Двор этот отец строил. Отлично помню. Сухим, тёплым сентябрём. Бабьим летом. Я тогда ещё и в школе не учился. Сам он, отец, столбы – листвяжные, в обхват, – поставил, сам листвяжные же слеги, которые лишь краном тока поднимать, в проушины устроил. А высоты тут метра три, не меньше. Как он осилил? Не приглашал отец помощников. Охотник был работать в одиночку. А вот застолья и компании ему были по нраву. Любил в них, слуха не имея, петь. И пел он громко, как кочет, горланил, по словам мамы, чего я, если находился поблизости, стеснялся, стыдился за него. Ну а сейчас: я бы сказал ему: папа, мол, спой, я буду рад тебя послушать.
Отец…
Его мне не хватает.
– Ну, всё, – говорит, слышу, из стайки мама. – Слава Богу, вроде подоила. Не додала… в пример к вчерашнему. И это как бы не пролить мне, худоногой… Ваня, ты где? Иди-ка, помогай. Мне не подняться. А ты тут стой пока… направилась куда-то.

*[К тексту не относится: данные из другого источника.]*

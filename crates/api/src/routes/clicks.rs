//! Click tracking and trending routes.

use std::net::SocketAddr;

use axum::extract::{ConnectInfo, Query, State};
use axum::http::HeaderMap;
use axum::Json;
use serde::{Deserialize, Serialize};
use tracing::warn;

use database::click::{DEFAULT_TRENDING_LIMIT, DEFAULT_WINDOW_DAYS};
use database::models::TrendingTool;
use database::validation;

use crate::error::Result;
use crate::identity;
use crate::state::AppState;

/// Request to record one tool click.
#[derive(Deserialize)]
#[serde(rename_all = "camelCase")]
pub struct RecordClickRequest {
    pub tool_id: String,
    pub tool_name: String,
    pub tool_url: Option<String>,
    pub category: Option<String>,
}

/// Click acknowledgement.
#[derive(Serialize)]
pub struct RecordClickResponse {
    pub success: bool,
}

/// Trending query parameters.
#[derive(Deserialize)]
#[serde(rename_all = "camelCase")]
pub struct TrendingParams {
    pub limit: Option<i64>,
    pub days_back: Option<i64>,
}

/// Record a click on a tool.
pub async fn record(
    State(state): State<AppState>,
    ConnectInfo(peer): ConnectInfo<SocketAddr>,
    headers: HeaderMap,
    Json(req): Json<RecordClickRequest>,
) -> Result<Json<RecordClickResponse>> {
    validation::validate_tool_id(&req.tool_id)?;
    validation::validate_tool_name(&req.tool_name)?;
    if let Some(url) = &req.tool_url {
        validation::validate_url_length(url)?;
    }
    if let Some(category) = &req.category {
        validation::validate_category(category)?;
    }

    let actor_hash = identity::actor_from_request(&headers, peer, &state.identity_secret);

    database::click::record_click(
        state.db.pool(),
        &req.tool_id,
        &req.tool_name,
        req.tool_url.as_deref(),
        req.category.as_deref(),
        &actor_hash,
    )
    .await?;

    Ok(Json(RecordClickResponse { success: true }))
}

/// Rank tools by clicks over a rolling window.
///
/// A store failure degrades to an empty ranking.
pub async fn trending(
    State(state): State<AppState>,
    Query(params): Query<TrendingParams>,
) -> Json<Vec<TrendingTool>> {
    let limit = params.limit.unwrap_or(DEFAULT_TRENDING_LIMIT);
    let days_back = params.days_back.unwrap_or(DEFAULT_WINDOW_DAYS);

    let ranked = database::click::trending(state.db.pool(), limit, days_back)
        .await
        .unwrap_or_else(|err| {
            warn!(error = %err, "Failed to compute trending tools, returning empty list");
            Vec::new()
        });

    Json(ranked)
}
use itertools::{EitherOrBoth, Itertools};

/// Display class of a single passage word
#[derive(Debug, Clone, Copy, PartialEq, Eq, strum_macros::Display)]
#[strum(serialize_all = "lowercase")]
pub enum WordClass {
    Correct,
    Incorrect,
    Current,
}

/// Everything derived from (passage, input) at one point in time
#[derive(Debug, Clone, PartialEq, Eq)]
pub struct Score {
    pub typed_words: usize,
    pub current_word_index: usize,
    pub correct_words: usize,
    pub mistakes: usize,
    pub total_typed: usize,
    pub accuracy: u8,
}

impl Score {
    pub fn compute(target: &[String], input: &str) -> Self {
        let mistakes = count_mistakes(target, input);
        let total_typed = input.chars().count();

        Self {
            typed_words: typed_words(input).len(),
            current_word_index: current_word_index(input, target.len()),
            correct_words: correct_words(target, input),
            mistakes,
            total_typed,
            accuracy: accuracy(total_typed, mistakes),
        }
    }
}

/// Words the user has typed so far; runs of spaces never produce empty words.
pub fn typed_words(input: &str) -> Vec<&str> {
    input.split(' ').filter(|w| !w.is_empty()).collect()
}

pub fn current_word_index(input: &str, passage_len: usize) -> usize {
    input.matches(' ').count().min(passage_len)
}

pub fn correct_words(target: &[String], input: &str) -> usize {
    typed_words(input)
        .into_iter()
        .zip(target)
        .filter(|(typed, expected)| *typed == expected.as_str())
        .count()
}

/// Hamming-style distance between two words: differing chars on the shared
/// prefix plus the length difference. Not an edit distance.
pub fn word_mistakes(typed: &str, expected: &str) -> usize {
    typed
        .chars()
        .zip_longest(expected.chars())
        .filter(|pair| match pair {
            EitherOrBoth::Both(a, b) => a != b,
            EitherOrBoth::Left(_) | EitherOrBoth::Right(_) => true,
        })
        .count()
}

/// Mistakes across the whole input, aligned word by word against the target.
///
/// The input is split on every space without dropping empty pieces, so a
/// trailing space pairs an empty word with the next target word.
pub fn count_mistakes(target: &[String], input: &str) -> usize {
    input
        .split(' ')
        .zip(target)
        .map(|(typed, expected)| word_mistakes(typed, expected))
        .sum()
}

/// Percentage of typed chars that were not mistakes, in [0, 100].
pub fn accuracy(total_typed: usize, mistakes: usize) -> u8 {
    if total_typed == 0 {
        return 100;
    }

    let good = total_typed.saturating_sub(mistakes) as f64;
    ((good / total_typed as f64) * 100.0).round() as u8
}

pub fn word_class(target: &[String], input: &str, word_index: usize) -> Option<WordClass> {
    let typed = typed_words(input);

    if let Some(word) = typed.get(word_index) {
        return match target.get(word_index) {
            Some(expected) if expected == word => Some(WordClass::Correct),
            _ => Some(WordClass::Incorrect),
        };
    }

    if word_index == current_word_index(input, target.len()) {
        return Some(WordClass::Current);
    }

    None
}

/// Classes for every passage word, in order.
pub fn word_classes(target: &[String], input: &str) -> Vec<Option<WordClass>> {
    let typed = typed_words(input);
    let current = current_word_index(input, target.len());

    target
        .iter()
        .enumerate()
        .map(|(idx, expected)| match typed.get(idx) {
            Some(word) if *word == expected.as_str() => Some(WordClass::Correct),
            Some(_) => Some(WordClass::Incorrect),
            None if idx == current => Some(WordClass::Current),
            None => None,
        })
        .collect()
}

/// Correct words per minute of elapsed time.
pub fn wpm(correct_words: usize, elapsed_secs: f64) -> f64 {
    if elapsed_secs <= 0.0 {
        return 0.0;
    }

    (correct_words as f64 * 60.0 / elapsed_secs).round()
}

Вошёл я в стайку. Тепло в ней. Корова надышала. Глаз в мою сторону скосила – как на врага. И завздыхала.
– Не вздыхай, – говорит мама Чернуше. И мне тут же: – Ведро сначала, Ваня, вынеси, поставь к столбу там хоть… то опрокинем.
Сделал, как она сказала. Помог после ей, маме, подняться со стульчика-скамеечки.
– Ох уж где кляча-то, дак кляча, – ворчит сама на себя. – Вот до чего я дожила… подумать только.
Подойник взял, пошёл к воротцам. Слышу:
– Чё с человеком сотворилось. Хоть пеленай…
Хуже младенца. Хоть на руках носи… Свет выключи, – вслед мне говорит мама. – Поставь ведро на кухне, на столе. Я отдохну уж, процежу. А сам ложись, ещё поспи.
– Дойдёшь? – спрашиваю.
– Дойду, дойду, – отвечает. – Как не дойду… Я же не пеше, а верхом… Доеду. Конь у двери тут, не сбежал… Свет только выключи.